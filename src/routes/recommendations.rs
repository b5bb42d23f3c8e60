use actix_web::{web, HttpResponse, Responder};
use validator::Validate;
use crate::models::{
    ErrorResponse, GenerateRecommendationsRequest, HealthResponse, RecommendationsResponse,
    RecordDecisionRequest, RecordDecisionResponse,
};
use crate::services::RecommendationService;
use std::sync::Arc;

/// Application state shared across all handlers
#[derive(Clone)]
pub struct AppState {
    pub service: Arc<RecommendationService>,
}

/// Configure all recommendation-related routes
pub fn configure(cfg: &mut web::ServiceConfig) {
    cfg
        .route("/health", web::get().to(health_check))
        .route("/recommendations", web::post().to(generate_recommendations))
        .route("/recommendations/decision", web::post().to(record_decision));
}

/// Health check endpoint
async fn health_check(state: web::Data<AppState>) -> impl Responder {
    let catalog_size = state.service.catalog().len();
    let status = if catalog_size > 0 { "healthy" } else { "degraded" };

    HttpResponse::Ok().json(HealthResponse {
        status: status.to_string(),
        version: env!("CARGO_PKG_VERSION").to_string(),
        catalog_size,
        timestamp: chrono::Utc::now(),
    })
}

fn validation_failed(errors: validator::ValidationErrors) -> HttpResponse {
    HttpResponse::BadRequest().json(ErrorResponse {
        error: "Validation failed".to_string(),
        message: errors.to_string(),
        status_code: 400,
    })
}

/// Generate recommendations endpoint
///
/// POST /api/v1/recommendations
///
/// Request body:
/// ```json
/// { "user_id": "string" }
/// ```
async fn generate_recommendations(
    state: web::Data<AppState>,
    req: web::Json<GenerateRecommendationsRequest>,
) -> HttpResponse {
    if let Err(errors) = req.validate() {
        tracing::info!("Validation failed for recommendations request: {:?}", errors);
        return validation_failed(errors);
    }

    let user_id = &req.user_id;
    tracing::info!("Generating recommendations for user: {}", user_id);

    match state.service.generate(user_id).await {
        Ok(result) => {
            tracing::info!(
                "Generated {} recommendations for user {} (from {} candidates)",
                result.recommendations.len(),
                user_id,
                result.total_candidates
            );

            HttpResponse::Ok().json(RecommendationsResponse {
                recommendations: result.recommendations,
                total_candidates: result.total_candidates,
            })
        }
        Err(e) => {
            tracing::error!("Failed to generate recommendations for {}: {}", user_id, e);
            actix_web::ResponseError::error_response(&e)
        }
    }
}

/// Record decision endpoint
///
/// POST /api/v1/recommendations/decision
///
/// Request body:
/// ```json
/// {
///   "user_id": "string",
///   "experience_id": "string",
///   "decision": "liked|skipped"
/// }
/// ```
async fn record_decision(
    state: web::Data<AppState>,
    req: web::Json<RecordDecisionRequest>,
) -> HttpResponse {
    if let Err(errors) = req.validate() {
        return validation_failed(errors);
    }

    match state
        .service
        .record_decision(&req.user_id, &req.experience_id, &req.decision)
        .await
    {
        Ok(event_id) => HttpResponse::Ok().json(RecordDecisionResponse {
            success: true,
            event_id,
        }),
        Err(e) => {
            tracing::warn!(
                "Failed to record {} for {} on {}: {}",
                req.decision,
                req.user_id,
                req.experience_id,
                e
            );
            actix_web::ResponseError::error_response(&e)
        }
    }
}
^^^^
Could you transcribe the entries exactly, from the first line through the line containing "pub struct AppState", and give nothing more?

filename src/routes/recommendations.rs
repository b5bb42d23f3c8e60
use actix_web::{web, HttpResponse, Responder};
use validator::Validate;
use crate::models::{
    ErrorResponse, GenerateRecommendationsRequest, HealthResponse, RecommendationsResponse,
    RecordDecisionRequest, RecordDecisionResponse,
};
use crate::services::RecommendationService;
use std::sync::Arc;

/// Application state shared across all handlers
#[derive(Clone)]
pub struct AppState {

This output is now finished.